Optimisme ini bukan tanpa alasan. Tambahan modal kerja yang diperoleh dari hasil IPO menjadi suntikan energi baru bagi CPRI. Dana yang berhasil dihimpun dari publik akan dialokasikan secara strategis untuk beberapa lini pengembangan. Sebagian dana akan digunakan untuk menyelesaikan pembangunan proyek convention center dan perkantoran yang berlokasi di Jatiwaringin, Jakarta Timur. Selain itu, porsi dana lainnya akan diarahkan untuk pembangunan resor dan spa berstandar internasional di Nusa Penida, Bali. Proyek-proyek ini diharapkan tidak hanya akan meningkatkan kapasitas bisnis CPRI tetapi juga memperkuat posisinya sebagai pengembang properti yang inovatif dan memiliki visi jangka panjang, terutama dalam memanfaatkan potensi pariwisata yang begitu besar di Indonesia.

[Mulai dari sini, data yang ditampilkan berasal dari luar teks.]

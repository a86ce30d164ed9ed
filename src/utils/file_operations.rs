use crate::error::SamplerError;
use crate::models::ExtensionSet;
use anyhow::{Context, Result};
use std::ffi::{OsStr, OsString};
use std::fs::{self, File, FileTimes};
use std::path::{Path, PathBuf};

/// Check that the seed directory exists and is a directory
pub fn validate_seed_dir<P: AsRef<Path>>(seed_dir: P) -> Result<(), SamplerError> {
    let path = seed_dir.as_ref();

    if !path.exists() {
        return Err(SamplerError::SeedDirNotFound(path.to_path_buf()));
    }
    if !path.is_dir() {
        return Err(SamplerError::NotADirectory(path.to_path_buf()));
    }

    Ok(())
}

/// Check if the file's last suffix, lowercased, is in the set.
/// `x.tar.gz` is matched on `.gz` only.
pub fn matches_extensions(path: &Path, extensions: &ExtensionSet) -> bool {
    path.extension()
        .and_then(|ext| ext.to_str())
        .map(|ext| extensions.contains(&format!(".{}", ext.to_lowercase())))
        .unwrap_or(false)
}

/// Create the directory and any missing parents. No-op if it already exists.
pub fn ensure_directory<P: AsRef<Path>>(directory: P) -> Result<()> {
    let dir_path = directory.as_ref();
    fs::create_dir_all(dir_path)
        .with_context(|| format!("Failed to create directory: {:?}", dir_path))
}

/// First free path for `file_name` inside `dest_dir`: `name.ext`, then
/// `name_1.ext`, `name_2.ext`, ...
///
/// Probes the filesystem on every call, so it must be called right before the
/// copy it guards. The probe-then-copy sequence is not atomic: it assumes no
/// other process writes into `dest_dir` during the run.
pub fn resolve_destination(dest_dir: &Path, file_name: &OsStr) -> PathBuf {
    let destination = dest_dir.join(file_name);
    if !entry_exists(&destination) {
        return destination;
    }

    let original = Path::new(file_name);
    let stem = original.file_stem().unwrap_or(file_name);
    let extension = original.extension();

    let mut counter: u64 = 1;
    loop {
        let candidate = dest_dir.join(suffixed_name(stem, counter, extension));
        if !entry_exists(&candidate) {
            return candidate;
        }
        counter += 1;
    }
}

fn suffixed_name(stem: &OsStr, counter: u64, extension: Option<&OsStr>) -> OsString {
    let mut name = OsString::from(stem);
    name.push(format!("_{}", counter));
    if let Some(ext) = extension {
        name.push(".");
        name.push(ext);
    }
    name
}

/// Any directory entry counts, dangling symlinks included
fn entry_exists(path: &Path) -> bool {
    fs::symlink_metadata(path).is_ok()
}

/// Copy bytes, permissions and access/modification times from `source` to
/// `destination`. Returns the number of bytes copied.
pub fn copy_file_preserving_metadata<P: AsRef<Path>, Q: AsRef<Path>>(
    source: P,
    destination: Q,
) -> Result<u64> {
    let src_path = source.as_ref();
    let dest_path = destination.as_ref();

    let metadata = fs::metadata(src_path)
        .with_context(|| format!("Failed to read metadata for: {:?}", src_path))?;

    let bytes = fs::copy(src_path, dest_path)
        .with_context(|| format!("Failed to copy file from {:?} to {:?}", src_path, dest_path))?;

    let mut times = FileTimes::new();
    if let Ok(accessed) = metadata.accessed() {
        times = times.set_accessed(accessed);
    }
    if let Ok(modified) = metadata.modified() {
        times = times.set_modified(modified);
    }

    // fs::copy already carried the permissions over; a read-only copy has to be
    // opened writable to stamp its times.
    let permissions = metadata.permissions();
    if permissions.readonly() {
        let mut writable = permissions.clone();
        writable.set_readonly(false);
        fs::set_permissions(dest_path, writable)
            .with_context(|| format!("Failed to update permissions for: {:?}", dest_path))?;
    }

    File::options()
        .write(true)
        .open(dest_path)
        .and_then(|file| file.set_times(times))
        .with_context(|| format!("Failed to set file times for: {:?}", dest_path))?;

    if permissions.readonly() {
        fs::set_permissions(dest_path, permissions)
            .with_context(|| format!("Failed to restore permissions for: {:?}", dest_path))?;
    }

    Ok(bytes)
}

#[cfg(test)]
mod tests {
    use super::*;
    use std::time::{Duration, SystemTime};
    use tempfile::TempDir;

    #[test]
    fn test_matches_extensions() {
        let extensions = ExtensionSet::normalize([".jpg", ".png"]);
        assert!(matches_extensions(Path::new("a.jpg"), &extensions));
        assert!(matches_extensions(Path::new("d.png"), &extensions));
        assert!(!matches_extensions(Path::new("b.txt"), &extensions));
        assert!(!matches_extensions(Path::new("noext"), &extensions));
        assert!(!matches_extensions(Path::new(".jpg"), &extensions));
    }

    #[test]
    fn test_matches_extensions_case_insensitive() {
        let extensions = ExtensionSet::normalize(["jpg"]);
        assert!(matches_extensions(Path::new("c.JPG"), &extensions));
        assert!(matches_extensions(Path::new("c.Jpg"), &extensions));
    }

    #[test]
    fn test_matches_last_suffix_only() {
        let extensions = ExtensionSet::normalize([".gz"]);
        assert!(matches_extensions(Path::new("x.tar.gz"), &extensions));

        let extensions = ExtensionSet::normalize([".tar.gz"]);
        assert!(!matches_extensions(Path::new("x.tar.gz"), &extensions));
    }

    #[test]
    fn test_validate_seed_dir() {
        let temp_dir = TempDir::new().unwrap();
        assert!(validate_seed_dir(temp_dir.path()).is_ok());

        let missing = temp_dir.path().join("missing");
        assert!(matches!(
            validate_seed_dir(&missing),
            Err(SamplerError::SeedDirNotFound(_))
        ));

        let file = temp_dir.path().join("file.jpg");
        fs::write(&file, "x").unwrap();
        assert!(matches!(
            validate_seed_dir(&file),
            Err(SamplerError::NotADirectory(_))
        ));
    }

    #[test]
    fn test_ensure_directory_is_idempotent() {
        let temp_dir = TempDir::new().unwrap();
        let nested = temp_dir.path().join("a").join("b");
        ensure_directory(&nested).unwrap();
        ensure_directory(&nested).unwrap();
        assert!(nested.is_dir());
    }

    #[test]
    fn test_resolve_destination_increments_counter() {
        let temp_dir = TempDir::new().unwrap();
        let dir = temp_dir.path();
        let name = OsStr::new("photo.jpg");

        assert_eq!(resolve_destination(dir, name), dir.join("photo.jpg"));

        fs::write(dir.join("photo.jpg"), "0").unwrap();
        assert_eq!(resolve_destination(dir, name), dir.join("photo_1.jpg"));

        fs::write(dir.join("photo_1.jpg"), "1").unwrap();
        assert_eq!(resolve_destination(dir, name), dir.join("photo_2.jpg"));
    }

    #[test]
    fn test_resolve_destination_without_extension() {
        let temp_dir = TempDir::new().unwrap();
        let dir = temp_dir.path();

        fs::write(dir.join("README"), "x").unwrap();
        assert_eq!(
            resolve_destination(dir, OsStr::new("README")),
            dir.join("README_1")
        );

        fs::write(dir.join("x.tar.gz"), "x").unwrap();
        assert_eq!(
            resolve_destination(dir, OsStr::new("x.tar.gz")),
            dir.join("x.tar_1.gz")
        );
    }

    #[test]
    fn test_copy_preserves_content_and_mtime() {
        let temp_dir = TempDir::new().unwrap();
        let source = temp_dir.path().join("src.jpg");
        let destination = temp_dir.path().join("dst.jpg");
        fs::write(&source, b"image bytes").unwrap();

        let mtime = SystemTime::UNIX_EPOCH + Duration::from_secs(1_600_000_000);
        File::options()
            .write(true)
            .open(&source)
            .unwrap()
            .set_modified(mtime)
            .unwrap();

        let bytes = copy_file_preserving_metadata(&source, &destination).unwrap();

        assert_eq!(bytes, 11);
        assert_eq!(fs::read(&destination).unwrap(), b"image bytes");
        assert_eq!(fs::metadata(&destination).unwrap().modified().unwrap(), mtime);
    }

    #[test]
    fn test_copy_keeps_read_only_flag() {
        let temp_dir = TempDir::new().unwrap();
        let source = temp_dir.path().join("locked.png");
        let destination = temp_dir.path().join("copy.png");
        fs::write(&source, b"png").unwrap();

        let mut permissions = fs::metadata(&source).unwrap().permissions();
        permissions.set_readonly(true);
        fs::set_permissions(&source, permissions).unwrap();

        copy_file_preserving_metadata(&source, &destination).unwrap();

        assert!(fs::metadata(&destination).unwrap().permissions().readonly());
        assert_eq!(fs::read(&destination).unwrap(), b"png");
    }

    #[test]
    fn test_copy_missing_source_fails() {
        let temp_dir = TempDir::new().unwrap();
        let result = copy_file_preserving_metadata(
            temp_dir.path().join("gone.jpg"),
            temp_dir.path().join("out.jpg"),
        );
        assert!(result.is_err());
        assert!(!temp_dir.path().join("out.jpg").exists());
    }
}
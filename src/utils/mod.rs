pub mod file_operations;

pub use file_operations::{
    copy_file_preserving_metadata, ensure_directory, matches_extensions, resolve_destination,
    validate_seed_dir,
};
use serde::Serialize;
use std::collections::BTreeSet;

/// Media extensions used when no explicit filter is given
pub const DEFAULT_MEDIA_EXTENSIONS: &[&str] = &[
    ".jpg", ".jpeg", ".png", ".heic", ".raw", ".nef", ".cr2", ".mp4", ".mov", ".hevc", ".m4v",
];

/// Canonical set of lowercase, dot-prefixed extensions
#[derive(Debug, Clone, PartialEq, Eq, Serialize)]
#[serde(transparent)]
pub struct ExtensionSet(BTreeSet<String>);

impl ExtensionSet {
    /// Normalize arbitrary extension strings. `"JPG"` and `".jpg"` end up identical.
    pub fn normalize<I, S>(extensions: I) -> Self
    where
        I: IntoIterator<Item = S>,
        S: AsRef<str>,
    {
        Self(
            extensions
                .into_iter()
                .map(|ext| normalize_extension(ext.as_ref()))
                .collect(),
        )
    }

    pub fn media_defaults() -> Self {
        Self::normalize(DEFAULT_MEDIA_EXTENSIONS)
    }

    /// Falls back to the media defaults when `extensions` is empty
    pub fn from_user_input_or_default(extensions: &[String]) -> Self {
        if extensions.is_empty() {
            Self::media_defaults()
        } else {
            Self::normalize(extensions)
        }
    }

    /// `suffix` must already be lowercase and dot-prefixed
    pub fn contains(&self, suffix: &str) -> bool {
        self.0.contains(suffix)
    }

    pub fn len(&self) -> usize {
        self.0.len()
    }

    pub fn is_empty(&self) -> bool {
        self.0.is_empty()
    }

    pub fn iter(&self) -> impl Iterator<Item = &str> {
        self.0.iter().map(String::as_str)
    }
}

impl Default for ExtensionSet {
    fn default() -> Self {
        Self::media_defaults()
    }
}

fn normalize_extension(ext: &str) -> String {
    let lower = ext.to_lowercase();
    if lower.starts_with('.') {
        lower
    } else {
        format!(".{}", lower)
    }
}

Perusahaan secara aktif berupaya untuk terus berkembang dan memberikan kontribusi positif bagi industri properti dan pariwisata. Dengan strategi yang matang dan dukungan penuh dari investor, CPRI optimis dapat meraih kesuksesan yang berkelanjutan di masa mendatang. Keberhasilan IPO ini menjadi bukti nyata bahwa investor melihat potensi besar dalam model bisnis yang ditawarkan CPRI, yang menggabungkan pengembangan properti dengan konsep pariwisata yang menarik. Langkah ini diharapkan dapat menjadi pijakan kuat bagi CPRI untuk terus berinovasi dan memperluas jangkauan bisnisnya, tidak hanya di Bali tetapi juga di destinasi-destinasi potensial lainnya. Dengan demikian, CPRI tidak hanya bertumbuh sebagai entitas bisnis tetapi juga berkontribusi dalam memajukan sektor pariwisata Indonesia.
Dalam menghadapi persaingan pasar yang semakin ketat, CPRI berkomitmen untuk menjaga kualitas dan standar pelayanan di seluruh lini bisnisnya. Investasi pada pengembangan infrastruktur pariwisata berkualitas tinggi di Nusa Penida diharapkan akan menarik lebih banyak wisatawan domestik maupun mancanegara, sekaligus menciptakan lapangan kerja dan mendorong pertumbuhan ekonomi lokal. Perusahaan juga berencana untuk terus menjajaki peluang pengembangan properti di lokasi-lokasi strategis lainnya yang memiliki potensi pertumbuhan tinggi.
Selain itu, CPRI juga menyadari pentingnya pengelolaan perusahaan yang baik dan transparan. Laporan keuangan yang akuntabel dan kepatuhan terhadap regulasi pasar modal akan menjadi prioritas utama untuk menjaga kepercayaan investor dan publik. Dengan fondasi yang kuat dan visi yang jelas, PT Capri Nusa Satu Property Tbk optimis dapat terus memberikan nilai tambah bagi para pemegang sahamnya dan berkontribusi pada perkembangan ekonomi nasional. Kesuksesan IPO ini menjadi penanda awal dari perjalanan CPRI yang diharapkan akan penuh prestasi dan inovasi di industri properti dan pariwisata Indonesia.